I have tried something like this:

/bookstore/book/text()[substring-after(. , 'HarryPotter:')]

I think my syntax is incorrect...

+4  A: 

In your XML you've got no space between Harry Potter but in your XQuery you've got a space. Just make it match and presto, you'll get data back...

    Dim xml = <bookstore>
                  <book>HarryPotter:Chamber of Secrets</book>
                  <book>HarryPotter:Prisoners in Azkabahn</book>
                  <book>MyDummyBook:Dummy Title</book>
              </bookstore>

    Dim xdoc As New Xml.XmlDocument
    xdoc.LoadXml(xml.ToString)

    Dim Nodes = xdoc.SelectNodes("/bookstore/book/text()[substring-after(., 'HarryPotter:')]")

    Dim Iter = Nodes.GetEnumerator()
    While Iter.MoveNext
        With DirectCast(Iter.Current, Xml.XmlNode).Value
            Console.WriteLine(.Substring(.IndexOf(":") + 1))
        End With
    End While
BenAlabaster
sorry - that string had a space by mistake... I've fixed it now.You do the string manipulation in VB (not in the XPath). I'm trying to use the XPath expression is get everything after the 'HarryPotter:' string in each selected node. Any ideas?
@Ben: there is no XQuery here... just an XPath. Also, the use of substring-after() inside a predicate is pretty clearly a mistake on the OP's part, not something we want to perpetuate.
LarsH
+2  A: 

The XPath expression

/bookstore/book/text()[substring-after(. , 'HarryPotter:')]

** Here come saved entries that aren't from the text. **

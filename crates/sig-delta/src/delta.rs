//! The generic comparison result.
//!
//! A [`Delta`] records one structural difference between corresponding
//! elements of two API snapshots: the value in the baseline snapshot
//! (`from`) and the value in the new snapshot (`to`). An absent side is
//! `None`:
//!
//! | `from`  | `to`    | meaning  |
//! |---------|---------|----------|
//! | `None`  | `Some`  | added    |
//! | `Some`  | `None`  | removed  |
//! | `Some`  | `Some`  | changed  |
//!
//! A delta never has both sides absent. It does not collapse equal values:
//! filtering unchanged elements is the job of the comparison routine, which
//! uses [`Delta::between`].

use std::fmt;

use serde::{Deserialize, Serialize};

use crate::error::{DeltaError, DeltaResult};

/// Which of the three comparison outcomes a delta represents.
#[derive(Clone, Copy, Debug, PartialEq, Eq, Hash, PartialOrd, Ord, Serialize, Deserialize)]
#[serde(rename_all = "lowercase")]
pub enum DeltaKind {
    Added,
    Removed,
    Changed,
}

impl DeltaKind {
    /// Single-character marker used in text reports.
    pub fn symbol(&self) -> char {
        match self {
            Self::Added => '+',
            Self::Removed => '-',
            Self::Changed => '~',
        }
    }
}

impl fmt::Display for DeltaKind {
    fn fmt(&self, f: &mut fmt::Formatter<'_>) -> fmt::Result {
        match self {
            Self::Added => write!(f, "added"),
            Self::Removed => write!(f, "removed"),
            Self::Changed => write!(f, "changed"),
        }
    }
}

/// An immutable `(from, to)` pair with at least one side present.
#[derive(Clone, Debug, PartialEq, Eq, Hash, Serialize, Deserialize)]
#[serde(try_from = "DeltaParts<T>", bound(deserialize = "T: Deserialize<'de>"))]
pub struct Delta<T> {
    #[serde(skip_serializing_if = "Option::is_none")]
    from: Option<T>,
    #[serde(skip_serializing_if = "Option::is_none")]
    to: Option<T>,
}

impl<T> Delta<T> {
    /// Build a delta from the two sides exactly as given.
    ///
    /// Fails only when both sides are absent.
    pub fn new(from: Option<T>, to: Option<T>) -> DeltaResult<Self> {
        if from.is_none() && to.is_none() {
            return Err(DeltaError::EmptyDelta);
        }
        Ok(Self { from, to })
    }

    /// An element present only in the new snapshot.
    pub fn added(to: T) -> Self {
        Self {
            from: None,
            to: Some(to),
        }
    }

    /// An element present only in the baseline snapshot.
    pub fn removed(from: T) -> Self {
        Self {
            from: Some(from),
            to: None,
        }
    }

    /// An element present on both sides. The values are not compared.
    pub fn changed(from: T, to: T) -> Self {
        Self {
            from: Some(from),
            to: Some(to),
        }
    }

    /// The value in the baseline snapshot, absent for an addition.
    pub fn from(&self) -> Option<&T> {
        self.from.as_ref()
    }

    /// The value in the new snapshot, absent for a removal.
    pub fn to(&self) -> Option<&T> {
        self.to.as_ref()
    }

    pub fn kind(&self) -> DeltaKind {
        match (&self.from, &self.to) {
            (None, _) => DeltaKind::Added,
            (_, None) => DeltaKind::Removed,
            _ => DeltaKind::Changed,
        }
    }

    pub fn is_added(&self) -> bool {
        self.kind() == DeltaKind::Added
    }

    pub fn is_removed(&self) -> bool {
        self.kind() == DeltaKind::Removed
    }

    pub fn is_changed(&self) -> bool {
        self.kind() == DeltaKind::Changed
    }

    /// The most recent value: `to` if present, otherwise `from`.
    pub fn latest(&self) -> &T {
        match (&self.to, &self.from) {
            (Some(to), _) => to,
            (None, Some(from)) => from,
            (None, None) => unreachable!("delta with both sides absent"),
        }
    }

    pub fn into_parts(self) -> (Option<T>, Option<T>) {
        (self.from, self.to)
    }

    /// Borrow both sides.
    pub fn as_borrowed(&self) -> Delta<&T> {
        Delta {
            from: self.from.as_ref(),
            to: self.to.as_ref(),
        }
    }

    /// Transform both sides, preserving which sides are present.
    pub fn map<U>(self, mut f: impl FnMut(T) -> U) -> Delta<U> {
        Delta {
            from: self.from.map(&mut f),
            to: self.to.map(&mut f),
        }
    }
}

impl<T: PartialEq> Delta<T> {
    /// Build a delta only if the two sides differ.
    ///
    /// Returns `None` when both sides are absent, or both are present and
    /// equal. This is the filter the comparison routine applies before any
    /// delta is constructed.
    pub fn between(from: Option<T>, to: Option<T>) -> Option<Self> {
        if from == to {
            return None;
        }
        Some(Self { from, to })
    }
}

#[derive(Deserialize)]
struct DeltaParts<T> {
    from: Option<T>,
    to: Option<T>,
}

impl<T> TryFrom<DeltaParts<T>> for Delta<T> {
    type Error = DeltaError;

    fn try_from(parts: DeltaParts<T>) -> Result<Self, Self::Error> {
        Self::new(parts.from, parts.to)
    }
}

will return a node set with all text nodes containing the value "HarryPotter:". To get the book title succeeding "HarryPotter:" you need to go through this node set and fetch that substring for each node. This can be done with substring-after if you're using XSLT or with Substring and IndexOf if you're using VB as shown by balabaster.

Johan L
+5  A: 

In XPath 2.0 this can be produced by asingle XPath expression:

      /*/*/substring-after(., 'HarryPotter:')

Here we are using the very powerful feature of XPath 2.0 that at the end of a path of location steps we can put a function and this function will be applied on all nodes in the current result set.

In XPath 1.0 there is no such feature and this cannot be accomplished in one XPath expression.

We could perform an XSLT transformation like the following:

<xsl:stylesheet version="1.0"
 xmlns:xsl="http://www.w3.org/1999/XSL/Transform">
 <xsl:output method="text"/>

    <xsl:template match="/">
      <xsl:for-each select="/*/*[substring-after(., 'HarryPotter:')]">
        <xsl:value-of select=
         "substring-after(., 'HarryPotter:')"/>
        <xsl:text>&#xA;</xsl:text>
      </xsl:for-each>
    </xsl:template>
</xsl:stylesheet>  

When applied on the original XML document:

<bookstore>
    <book>  HarryPotter:Chamber of Secrets </book>
    <book>  HarryPotter:Prisoners in Azkabahn </book>
</bookstore>

this transformation produces the wanted result:

Chamber of Secrets
Prisoners in Azkabahn

Dimitre Novatchev
On the contrary, XPath 1.0 *does* have substring-after: http://www.w3.org/TR/xpath/#function-substring-after
Josh Stodola
@Josh-Stodola, Where did I say that it hasn't the substring-after() function? XPath 1.0 *doesn't allow* a function to be specified as a location step, regardles if this is substring-after(), or any other function. Please, revert your *incorrect* downvote!